The pill version is showing similar safety and efficacy profiles as the injectable (leveraging higher dosage to get through the gut to the bloodstream), so runs to Canada and Mexico are probably in consumer futures to evade patent regulatory capture until 2030 (or getting it mailed from India, I have had personal success with this for other non controlled pharma products).
> The pill version is showing similar safety and efficacy profiles as the injectable

The pill, Rybelsus, barely works. They've having to put 700%+ more than the injections to still get a lower overall effectiveness. They're actively working on alternative delivery methods to resolve this.

A daily pill GLP-1 will be a massive commercial success. Rybelsus isn't very good for either the manufacturer or the consumer. You're burning a lot of expensive peptide to get a worse outcome at every dose level.

Perfect is the enemy of good enough. I agree with your assessment, that a pill is not ideal current state of the art, but if a pill format improves compliance and delivery vs injectables, and the cost of the pill can be driven down to where it is similar to Metformin, the outcome is still the same (even if there is waste from a suboptimal delivery mechanism).

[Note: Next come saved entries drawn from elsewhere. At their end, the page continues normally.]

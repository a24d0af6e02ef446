//! Stroke and page accumulation.
//!
//! The assembler owns the open stroke, the open page and every sealed page.
//! It enforces the output invariants: sealed strokes have at least one dot,
//! sealed pages have at least one stroke, and both keep the order in which
//! they were opened. The [`ContextTracker`](super::ContextTracker) decides
//! *when* to open and seal; the assembler decides what survives.

use super::{PageId, RawDot, RawPage, RawStroke};
use crate::format::FormatVersion;

/// Outcome of sealing the open stroke.
#[derive(Debug, Clone, Copy, PartialEq, Eq)]
pub enum StrokeSeal {
    /// Stroke appended to the open page
    Kept,
    /// Stroke had no dots and was dropped
    Discarded,
    /// No stroke was open
    NothingOpen,
}

#[derive(Debug, Default)]
pub struct StrokeAssembler {
    sealed: Vec<RawPage>,
    page: Option<RawPage>,
    stroke: Option<RawStroke>,
}

impl StrokeAssembler {
    pub fn new() -> Self {
        Self::default()
    }

    /// Identity of the open page.
    pub fn page_id(&self) -> Option<PageId> {
        self.page.as_ref().map(|page| page.id)
    }

    /// Format the open stroke was started under.
    pub fn stroke_format(&self) -> Option<FormatVersion> {
        self.stroke.as_ref().map(|stroke| stroke.format)
    }

    /// Timestamp of the last dot of the open stroke, or its start time.
    pub fn stroke_clock(&self) -> Option<u64> {
        self.stroke.as_ref().map(|stroke| {
            stroke
                .dots
                .last()
                .map_or(stroke.start_time, |dot| dot.timestamp)
        })
    }

    /// Timestamp of the last dot of the open stroke.
    pub fn last_dot_time(&self) -> Option<u64> {
        self.stroke
            .as_ref()
            .and_then(|stroke| stroke.dots.last())
            .map(|dot| dot.timestamp)
    }

    /// Start a new page. The open page, if any, must be sealed first.
    pub fn open_page(&mut self, id: PageId) {
        debug_assert!(self.page.is_none(), "open page not sealed");
        self.page = Some(RawPage {
            id,
            strokes: Vec::new(),
        });
    }

    /// Start a stroke on the open page.
    pub fn open_stroke(&mut self, format: FormatVersion, start_time: u64) {
        debug_assert!(self.page.is_some(), "stroke opened without a page");
        self.stroke = Some(RawStroke {
            format,
            start_time,
            end_time: start_time,
            dots: Vec::new(),
        });
    }

    /// Append a dot to the open stroke. Returns false when no stroke is open.
    pub fn push_dot(&mut self, dot: RawDot) -> bool {
        match self.stroke.as_mut() {
            Some(stroke) => {
                stroke.dots.push(dot);
                true
            }
            None => false,
        }
    }

    /// Seal the open stroke at `end_time` (last dot time when `None`).
    pub fn seal_stroke(&mut self, end_time: Option<u64>) -> StrokeSeal {
        let Some(mut stroke) = self.stroke.take() else {
            return StrokeSeal::NothingOpen;
        };
        if stroke.dots.is_empty() {
            return StrokeSeal::Discarded;
        }
        let last = stroke.dots.last().map_or(stroke.start_time, |dot| dot.timestamp);
        stroke.end_time = end_time.unwrap_or(last).max(last);
        match self.page.as_mut() {
            Some(page) => {
                page.strokes.push(stroke);
                StrokeSeal::Kept
            }
            None => StrokeSeal::Discarded,
        }
    }

    /// Seal the open page. Returns the identity of a page dropped for having
    /// no strokes.
    pub fn seal_page(&mut self) -> Option<PageId> {
        let page = self.page.take()?;
        if page.strokes.is_empty() {
            return Some(page.id);
        }
        self.sealed.push(page);
        None
    }

    /// Consume the assembler. Open strokes and pages must be sealed first.
    pub fn into_pages(self) -> Vec<RawPage> {
        debug_assert!(self.stroke.is_none() && self.page.is_none());
        self.sealed
    }
}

An efficient drug delivery mechanism you can’t get into the hands of a broad population cohort is not efficient. We are optimizing for accessibility for everyone who needs access to this drug family (imho).

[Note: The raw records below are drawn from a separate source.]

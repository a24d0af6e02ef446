//! Shared stream builders and fixtures for integration tests

use std::fs;
use std::path::{Path, PathBuf};

use neopen::ink::RawDot;
use neopen::record::StreamEncoder;
use neopen::{FormatVersion, PageId};

pub fn dot(x: u32, y: u32, pressure: u16, timestamp: u64) -> RawDot {
    RawDot {
        x,
        y,
        pressure,
        tilt: None,
        timestamp,
    }
}

/// v1 stream with a session header.
pub fn v1() -> StreamEncoder {
    StreamEncoder::new(FormatVersion::V1).session_info(1, 0xC0FFEE)
}

/// v2 stream with a session header.
pub fn v2() -> StreamEncoder {
    StreamEncoder::new(FormatVersion::V2).session_info(2, 0xC0FFEE)
}

/// A complete v1 file with one stroke of `dots` dots on `page`.
pub fn v1_single_stroke(page: PageId, start: u64, dots: u32) -> Vec<u8> {
    let mut encoder = v1().page_info(page).pen_down(start);
    for i in 0..dots {
        encoder = encoder.dot(&dot(100 + i, 100 + i, 40, start + i as u64));
    }
    encoder.pen_up(start + dots as u64).finish()
}

/// Write `data` under `root/<book>/<page>/<part>.pen`.
pub fn write_storage_file(root: &Path, book: u32, page: u32, part: u32, data: &[u8]) -> PathBuf {
    let dir = root.join(book.to_string()).join(page.to_string());
    fs::create_dir_all(&dir).unwrap();
    let path = dir.join(format!("{}.pen", part));
    fs::write(&path, data).unwrap();
    path
}

pub fn assert_close(actual: f64, expected: f64) {
    assert!(
        (actual - expected).abs() < 1e-9,
        "expected {}, got {}",
        expected,
        actual
    );
}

Rybelsus is harder on compliance (1-per-day, rather than 1-per-week), and the cost of the pill will always be high due to the excessive amount of peptide it wastes (700% more per day * 7-days = 7000% more wasteful than a single injection per week).

At some point it isn't "perfect Vs. good" it is "effective Vs. ineffective." Rybelsus is an ineffective medication. Even with the eye watering waste set out above, it is reported as being less effective as a GLP-1 too. There is no upside.

A pill GLP-1 is an absolute game-changer. We just aren't there yet.

Oral medications are much cheaper to manufacture than injectables. The Apis Bull is working on a drug combination that prevents the digestive system from burning up all the semaglutide.
Yeah, but the Mounjaro/Zepbound cost with injector in the UK is £139 for 4 weekly 5mg injections/month. They're still making over 90% margins. The margins in the US are completely insane >99%.

https://www.simpleonlinepharmacy.co.uk/online-doctor/weight-...

>The patent for semaglutide doesn't expire until 2030 (in the US), so a generic is not currently available.

Aren't there a handful of similar drugs in that class though? I wonder if some of them come off patent sooner.

Victoza (liraglutide)'s patent expired, but its effect on weight loss is pitiful relative to later-generation GLP-1 agonists. Same story for Trulicity (dulaglutide), for which patent protections end in 2027.
Most are newer, so the patents will expire later.

Liraglutide is an older version that is now available as a generic, but it's results, particularly for weight loss, are far behind semaglutide, tirzepatide, etc.